Faulbaum | ||||||||||||
---|---|---|---|---|---|---|---|---|---|---|---|---|
Zweig mit noch unreifen Früchten | ||||||||||||
Systematik | ||||||||||||
| ||||||||||||
Wissenschaftlicher Name | ||||||||||||
Rhamnus frangula | ||||||||||||
L. |
Auch als Faulbaum wird Prunus padus, wegen seiner brüchigen Zweige und ähnlicher Borke, bezeichnet.[1] Aus derselben Gattung sind der Afrikanische Faulbaum (Rhamnus prinoides) und der Amerikanische Faulbaum (Rhamnus purshiana).[2]
Beschreibung und Ökologie
Erscheinungsbild
Der Faulbaum ist ein mehrstämmiger, unregelmäßig verzweigter Strauch, der meist Wuchshöhen von 2 bis 4 Metern erreicht. Die Stämmchen weisen einen Durchmesser von etwa 5 Zentimetern auf. Besonders auf nassen Standorten wächst er vielstämmig. Selten wächst er als kleiner Baum, der Wuchshöhen von bis zu 8 Metern und dann Brusthöhendurchmesser von höchstens 15 Zentimetern erreicht. Junge Sträucher sind schnellwüchsig.[3] Die Zweige sind nur schwach behaart.
Wurzel
Die Wurzeln sind zunächst rötlich-gelb und werden später rot; bei Trocknung werden sie rotbraun. Sie bilden eine endotrophe Mykorrhiza. Auf vernässten Standorten ist das Wurzelsystem ausgesprochen flach.[3]
Holz
Das Holz ist halbringporig. Das Splintholz ist gelblich-weiß, das Kernholz gelbrot bis rot. Die Rohdichte beträgt 0,56 bis 0,6 g/cm3. Das Holz ist reich an Fasern. Die Holzstrahlen sind ein- bis dreireihig und 40 bis 50 Zellreihen hoch. Eine Borke wird nicht ausgebildet.

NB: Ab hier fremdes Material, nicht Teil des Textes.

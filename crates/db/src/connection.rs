use std::str::FromStr;
use std::time::Duration;

use sqlx::sqlite::{SqliteConnectOptions, SqliteJournalMode, SqlitePoolOptions};

pub type DbPool = sqlx::SqlitePool;

pub async fn connect(database_url: &str) -> Result<DbPool, sqlx::Error> {
    connect_with_settings(database_url, 5, 30).await
}

/// Opens a pool, creating the database file on first use.
pub async fn connect_with_settings(
    database_url: &str,
    max_connections: u32,
    timeout_secs: u64,
) -> Result<DbPool, sqlx::Error> {
    let options = SqliteConnectOptions::from_str(database_url)?
        .create_if_missing(true)
        .foreign_keys(true)
        .journal_mode(SqliteJournalMode::Wal)
        .busy_timeout(Duration::from_secs(5));

    SqlitePoolOptions::new()
        .max_connections(max_connections.max(1))
        .acquire_timeout(Duration::from_secs(timeout_secs.max(1)))
        .connect_with(options)
        .await
}
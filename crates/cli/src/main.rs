use std::process::ExitCode;

fn main() -> ExitCode {
    rapport_cli::run()
}
mod bootstrap;
mod health;
mod retention;

use std::time::Duration;

use anyhow::Result;
use rapport_core::config::{AppConfig, LoadOptions};
use tokio::sync::watch;
use tracing_subscriber::EnvFilter;

fn init_logging(config: &AppConfig) {
    use rapport_core::config::LogFormat::*;

    let filter =
        EnvFilter::try_new(&config.logging.level).unwrap_or_else(|_| EnvFilter::new("info"));
    let builder = tracing_subscriber::fmt().with_target(false).with_env_filter(filter);

    match config.logging.format {
        Compact => builder.compact().init(),
        Pretty => builder.pretty().init(),
        Json => builder.json().init(),
    }
}

#[tokio::main]
async fn main() -> Result<()> {
    run().await
}

pub async fn run() -> Result<()> {
    let config = AppConfig::load(LoadOptions::default())?;
    init_logging(&config);

    let app = bootstrap::bootstrap_with_config(config).await?;
    let (shutdown_tx, shutdown_rx) = watch::channel(false);

    let health_task = health::spawn(
        &app.config.server.bind_address,
        app.config.server.health_check_port,
        health::HealthState::new(app.db_pool.clone(), app.runtime.registry().clone()),
        shutdown_rx.clone(),
    )
    .await?;
    let retention_task = retention::spawn(
        app.runtime.clone(),
        app.config.bus.retention_days,
        Duration::from_secs(app.config.bus.retention_sweep_secs),
        shutdown_rx,
    );

    tracing::info!(
        event_name = "system.server.started",
        correlation_id = "bootstrap",
        "rapport-server started"
    );
    tokio::signal::ctrl_c().await?;
    tracing::info!(
        event_name = "system.server.stopping",
        correlation_id = "shutdown",
        "rapport-server stopping"
    );

    // Receivers may already be gone if a task exited early.
    let _ = shutdown_tx.send(true);
    let grace = Duration::from_secs(app.config.server.graceful_shutdown_secs);
    let drained = tokio::time::timeout(grace, async {
        let _ = health_task.await;
        let _ = retention_task.await;
    })
    .await;
    if drained.is_err() {
        tracing::warn!(
            event_name = "system.server.shutdown_timeout",
            correlation_id = "shutdown",
            grace_secs = grace.as_secs(),
            "background tasks did not stop within the grace period"
        );
    }

    app.db_pool.close().await;
    Ok(())
}
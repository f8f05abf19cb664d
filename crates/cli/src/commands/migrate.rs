use rapport_db::migrations;

use crate::commands::{block_on_command, open_database, CommandFailure, CommandResult};

pub fn run() -> CommandResult {
    let outcome = block_on_command("migrate", |config| async move {
        let pool = open_database(&config).await?;
        let pending = migrations::pending_versions(&pool)
            .await
            .map_err(|error| CommandFailure::new("migration", error.to_string(), 5))?;
        pool.close().await;

        if pending.is_empty() {
            Ok(())
        } else {
            Err(CommandFailure::new(
                "migration",
                format!("migrations still pending after run: {pending:?}"),
                5,
            ))
        }
    });

    match outcome {
        Ok(()) => CommandResult::success("migrate", "applied pending migrations"),
        Err(result) => result,
    }
}
use chrono::{DateTime, Utc};
use sqlx::{sqlite::SqliteRow, Row};

use rapport_core::domain::event::{
    EventCategory, EventId, EventPayload, EventType, SourceEntity, SystemEvent,
};
use rapport_core::domain::person::PersonId;

use super::{
    format_timestamp, parse_json, parse_timestamp, to_json, EventRepository, EventStats,
    RepositoryError,
};
use crate::DbPool;

pub struct SqlEventRepository {
    pool: DbPool,
}

impl SqlEventRepository {
    pub fn new(pool: DbPool) -> Self {
        Self { pool }
    }
}

#[async_trait::async_trait]
impl EventRepository for SqlEventRepository {
    async fn insert(&self, event: &SystemEvent) -> Result<(), RepositoryError> {
        let payload = event
            .payload
            .to_raw()
            .map_err(|error| RepositoryError::Encode(format!("event payload: {error}")))?;

        sqlx::query(
            "INSERT INTO system_event (
                id,
                event_type,
                event_category,
                source_entity_type,
                source_entity_id,
                person_id,
                payload_json,
                processed,
                created_at
             ) VALUES (?, ?, ?, ?, ?, ?, ?, ?, ?)",
        )
        .bind(&event.id.0)
        .bind(event.event_type.as_str())
        .bind(event.event_category.as_str())
        .bind(&event.source.entity_type)
        .bind(&event.source.entity_id)
        .bind(event.person_id.as_ref().map(|id| id.0.as_str()))
        .bind(to_json("payload_json", &payload)?)
        .bind(event.processed)
        .bind(format_timestamp(&event.created_at))
        .execute(&self.pool)
        .await?;

        Ok(())
    }

    async fn find_by_id(&self, id: &EventId) -> Result<Option<SystemEvent>, RepositoryError> {
        let row = sqlx::query(
            "SELECT
                id,
                event_type,
                event_category,
                source_entity_type,
                source_entity_id,
                person_id,
                payload_json,
                processed,
                created_at
             FROM system_event
             WHERE id = ?",
        )
        .bind(&id.0)
        .fetch_optional(&self.pool)
        .await?;

        row.map(event_from_row).transpose()
    }

    async fn mark_processed(&self, id: &EventId) -> Result<bool, RepositoryError> {
        let result = sqlx::query("UPDATE system_event SET processed = 1 WHERE id = ?")
            .bind(&id.0)
            .execute(&self.pool)
            .await?;

        Ok(result.rows_affected() > 0)
    }

    async fn stats(&self) -> Result<EventStats, RepositoryError> {
        let rows = sqlx::query(
            "SELECT
                event_type,
                event_category,
                COUNT(*) AS total,
                SUM(CASE WHEN processed = 0 THEN 1 ELSE 0 END) AS unprocessed
             FROM system_event
             GROUP BY event_type, event_category",
        )
        .fetch_all(&self.pool)
        .await?;

        let mut stats = EventStats::default();
        for row in rows {
            let total = count("total", row.try_get("total")?)?;
            let unprocessed = count("unprocessed", row.try_get("unprocessed")?)?;

            stats.total += total;
            stats.unprocessed += unprocessed;
            *stats.by_type.entry(row.try_get("event_type")?).or_default() += total;
            *stats.by_category.entry(row.try_get("event_category")?).or_default() += total;
        }

        Ok(stats)
    }

    async fn purge_processed_before(&self, cutoff: DateTime<Utc>) -> Result<u64, RepositoryError> {
        let result = sqlx::query("DELETE FROM system_event WHERE processed = 1 AND created_at < ?")
            .bind(format_timestamp(&cutoff))
            .execute(&self.pool)
            .await?;

        Ok(result.rows_affected())
    }
}

fn count(column: &str, value: i64) -> Result<u64, RepositoryError> {
    u64::try_from(value)
        .map_err(|_| RepositoryError::Decode(format!("negative count in `{column}`: {value}")))
}

fn event_from_row(row: SqliteRow) -> Result<SystemEvent, RepositoryError> {
    let event_type_raw = row.try_get::<String, _>("event_type")?;
    let event_type = EventType::parse(&event_type_raw)
        .ok_or_else(|| RepositoryError::Decode(format!("unknown event type `{event_type_raw}`")))?;

    let category_raw = row.try_get::<String, _>("event_category")?;
    let event_category = EventCategory::parse(&category_raw).ok_or_else(|| {
        RepositoryError::Decode(format!("unknown event category `{category_raw}`"))
    })?;

    let payload_raw = row.try_get::<String, _>("payload_json")?;
    let payload = EventPayload::from_raw(
        event_type.as_str(),
        parse_json::<serde_json::Value>("payload_json", &payload_raw)?,
    )
    .map_err(|error| RepositoryError::Decode(error.to_string()))?;

    Ok(SystemEvent {
        id: EventId(row.try_get("id")?),
        event_type,
        event_category,
        source: SourceEntity::new(
            row.try_get::<String, _>("source_entity_type")?,
            row.try_get::<String, _>("source_entity_id")?,
        ),
        person_id: row.try_get::<Option<String>, _>("person_id")?.map(PersonId),
        payload,
        processed: row.try_get("processed")?,
        created_at: parse_timestamp("created_at", row.try_get("created_at")?)?,
    })
}
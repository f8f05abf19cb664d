use sqlx::migrate::{MigrateError, Migrator};

use crate::DbPool;

pub static MIGRATOR: Migrator = sqlx::migrate!("../../migrations");

pub async fn run_pending(pool: &DbPool) -> Result<(), MigrateError> {
    MIGRATOR.run(pool).await
}

/// Versions embedded in the binary that the database has not applied yet.
pub async fn pending_versions(pool: &DbPool) -> Result<Vec<i64>, sqlx::Error> {
    let ledger_exists: i64 = sqlx::query_scalar(
        "SELECT COUNT(*) FROM sqlite_master WHERE type = 'table' AND name = '_sqlx_migrations'",
    )
    .fetch_one(pool)
    .await?;

    let applied: Vec<i64> = if ledger_exists == 0 {
        Vec::new()
    } else {
        sqlx::query_scalar("SELECT version FROM _sqlx_migrations WHERE success = 1")
            .fetch_all(pool)
            .await?
    };

    Ok(MIGRATOR
        .iter()
        .filter(|migration| !migration.migration_type.is_down_migration())
        .map(|migration| migration.version)
        .filter(|version| !applied.contains(version))
        .collect())
}
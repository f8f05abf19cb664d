use std::fmt;

use chrono::{DateTime, Utc};
use serde::{Deserialize, Serialize};

#[derive(Clone, Debug, PartialEq, Eq, Hash, PartialOrd, Ord, Serialize, Deserialize)]
pub struct PersonId(pub String);

impl fmt::Display for PersonId {
    fn fmt(&self, f: &mut fmt::Formatter<'_>) -> fmt::Result {
        f.write_str(&self.0)
    }
}

/// Subject of most events. Owned by the contact store; the orchestration core
/// only reads it to resolve names and current segment.
#[derive(Clone, Debug, PartialEq, Eq, Serialize, Deserialize)]
pub struct Person {
    pub id: PersonId,
    pub name: String,
    pub segment: Option<String>,
    pub relationship_score: Option<i32>,
    pub created_at: DateTime<Utc>,
    pub updated_at: DateTime<Utc>,
}

/// Relationship segments on a fixed total order, lowest first.
#[derive(Clone, Copy, Debug, PartialEq, Eq, PartialOrd, Ord, Hash, Serialize, Deserialize)]
#[serde(rename_all = "snake_case")]
pub enum Segment {
    Dormant,
    Acquaintance,
    Network,
    Friend,
    InnerCircle,
}

impl Segment {
    pub fn as_str(&self) -> &'static str {
        match self {
            Self::Dormant => "dormant",
            Self::Acquaintance => "acquaintance",
            Self::Network => "network",
            Self::Friend => "friend",
            Self::InnerCircle => "inner_circle",
        }
    }

    pub fn parse(value: &str) -> Option<Self> {
        match value.trim().to_ascii_lowercase().replace([' ', '-'], "_").as_str() {
            "dormant" => Some(Self::Dormant),
            "acquaintance" => Some(Self::Acquaintance),
            "network" => Some(Self::Network),
            "friend" => Some(Self::Friend),
            "inner_circle" => Some(Self::InnerCircle),
            _ => None,
        }
    }

    pub fn rank(&self) -> u8 {
        match self {
            Self::Dormant => 0,
            Self::Acquaintance => 1,
            Self::Network => 2,
            Self::Friend => 3,
            Self::InnerCircle => 4,
        }
    }
}
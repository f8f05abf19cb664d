use std::sync::Arc;
use std::time::Duration;

use rapport_agent::AgentRuntime;
use tokio::sync::watch;
use tokio::task::JoinHandle;
use tracing::{info, warn};

/// Periodically deletes processed events older than `retention_days`.
/// The first sweep runs one full interval after start.
pub fn spawn(
    runtime: Arc<AgentRuntime>,
    retention_days: u32,
    interval: Duration,
    mut shutdown: watch::Receiver<bool>,
) -> JoinHandle<()> {
    tokio::spawn(async move {
        let mut ticker = tokio::time::interval_at(tokio::time::Instant::now() + interval, interval);
        ticker.set_missed_tick_behavior(tokio::time::MissedTickBehavior::Skip);

        loop {
            tokio::select! {
                _ = ticker.tick() => {
                    sweep(&runtime, retention_days).await;
                }
                _ = async { let _ = shutdown.wait_for(|stopping| *stopping).await; } => break,
            }
        }

        info!(
            event_name = "system.retention.stopped",
            correlation_id = "shutdown",
            "retention sweeper stopped"
        );
    })
}

async fn sweep(runtime: &AgentRuntime, retention_days: u32) -> Option<u64> {
    match runtime.bus().purge_older_than(retention_days).await {
        Ok(purged) => Some(purged),
        Err(error) => {
            warn!(
                event_name = "system.retention.failed",
                correlation_id = "retention",
                retention_days,
                error = %error,
                "retention sweep failed"
            );
            None
        }
    }
}

#[cfg(test)]
mod tests {
    use std::sync::Arc;
    use std::time::Duration;

    use rapport_agent::{AgentRuntime, LoggingExecutor, RuntimeRepositories};
    use rapport_core::chrono::{Duration as ChronoDuration, Utc};
    use rapport_core::config::AppConfig;
    use rapport_core::domain::event::{
        EventId, EventPayload, SegmentChangedPayload, SourceEntity, SystemEvent,
    };
    use rapport_db::EventRepository;
    use tokio::sync::watch;

    use super::{spawn, sweep};

    fn runtime() -> Arc<AgentRuntime> {
        Arc::new(AgentRuntime::new(
            RuntimeRepositories::in_memory(),
            Arc::new(LoggingExecutor),
            &AppConfig::default(),
        ))
    }

    async fn store_event(runtime: &AgentRuntime, id: &str, age_days: i64, processed: bool) {
        let mut event = SystemEvent::new(
            EventPayload::SegmentChanged(SegmentChangedPayload {
                old_segment: Some("acquaintance".to_string()),
                new_segment: Some("friend".to_string()),
            }),
            SourceEntity::new("segmenter", "weekly"),
            None,
        )
        .expect("valid event");
        event.id = EventId(id.to_string());
        event.created_at = Utc::now() - ChronoDuration::days(age_days);

        let events = &runtime.repositories().events;
        events.insert(&event).await.expect("insert event");
        if processed {
            events.mark_processed(&event.id).await.expect("mark processed");
        }
    }

    #[tokio::test]
    async fn sweep_keeps_recent_and_unprocessed_events() {
        let runtime = runtime();
        store_event(&runtime, "evt-old", 120, true).await;
        store_event(&runtime, "evt-old-pending", 120, false).await;
        store_event(&runtime, "evt-fresh", 2, true).await;

        assert_eq!(sweep(&runtime, 90).await, Some(1));

        let stats = runtime.bus().stats().await.expect("stats");
        assert_eq!(stats.total, 2);
        assert_eq!(stats.unprocessed, 1);
    }

    #[tokio::test]
    async fn sweeper_stops_on_shutdown_signal() {
        let (shutdown_tx, shutdown_rx) = watch::channel(false);
        let handle = spawn(runtime(), 90, Duration::from_secs(3_600), shutdown_rx);

        shutdown_tx.send(true).expect("send shutdown");

        tokio::time::timeout(Duration::from_secs(5), handle)
            .await
            .expect("sweeper should stop promptly")
            .expect("sweeper task should not panic");
    }
}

Einzelne Literaturberichte sprechen von einer dunkelgrauen, schwach rissigen Borke bei dickeren Stämmen. Die Rinde ist rund 3,5 mm dick. Das Rindenparenchym bildet manchmal schmale, unregelmäßige Bänder. Sklereiden werden nicht gebildet. Siebröhren verlieren ihre Funktion im zweiten Jahr.[3]
Blatt
Die wechselständig an den Zweigen angeordneten Laubblätter sind in Blattstiel und Blattspreite gegliedert. Der Blattstiel ist 6 bis 14 Millimeter lang. Die einfache Blattspreite ist bei einer Länge von 40 bis 70 Millimetern sowie einer Breite von 25 bis 50 Millimetern elliptisch bis eiförmig oder verkehrt-eiförmig. Der Spreitengrund ist abgerundet. Die Spreitenspitze ist abgerundet oder bespitzt bis zugespitzt. Der Blattrand ist meist ganzrandig, selten undeutlich gezähnt. Beide Blattseiten sind praktisch kahl und unterseits hellgrün gefärbt. Die Blattspreite besitzt sieben bis neun kräftige Blattaderpaare, die bogig gekrümmt und parallel und an der Oberseite eingedrückt sind, während sie an der Unterseite deutlich hervorstehen. Im Herbst verfärben sich die Laubblätter gelb.[3] Die Blätter sind die wohl wichtigste Raupennahrung der Zitronenfalter.
Blütenstand und Blüte
Zwei bis zehn Blüten stehen in einem seitenständigen trugdoldigen Blütenstand zusammen.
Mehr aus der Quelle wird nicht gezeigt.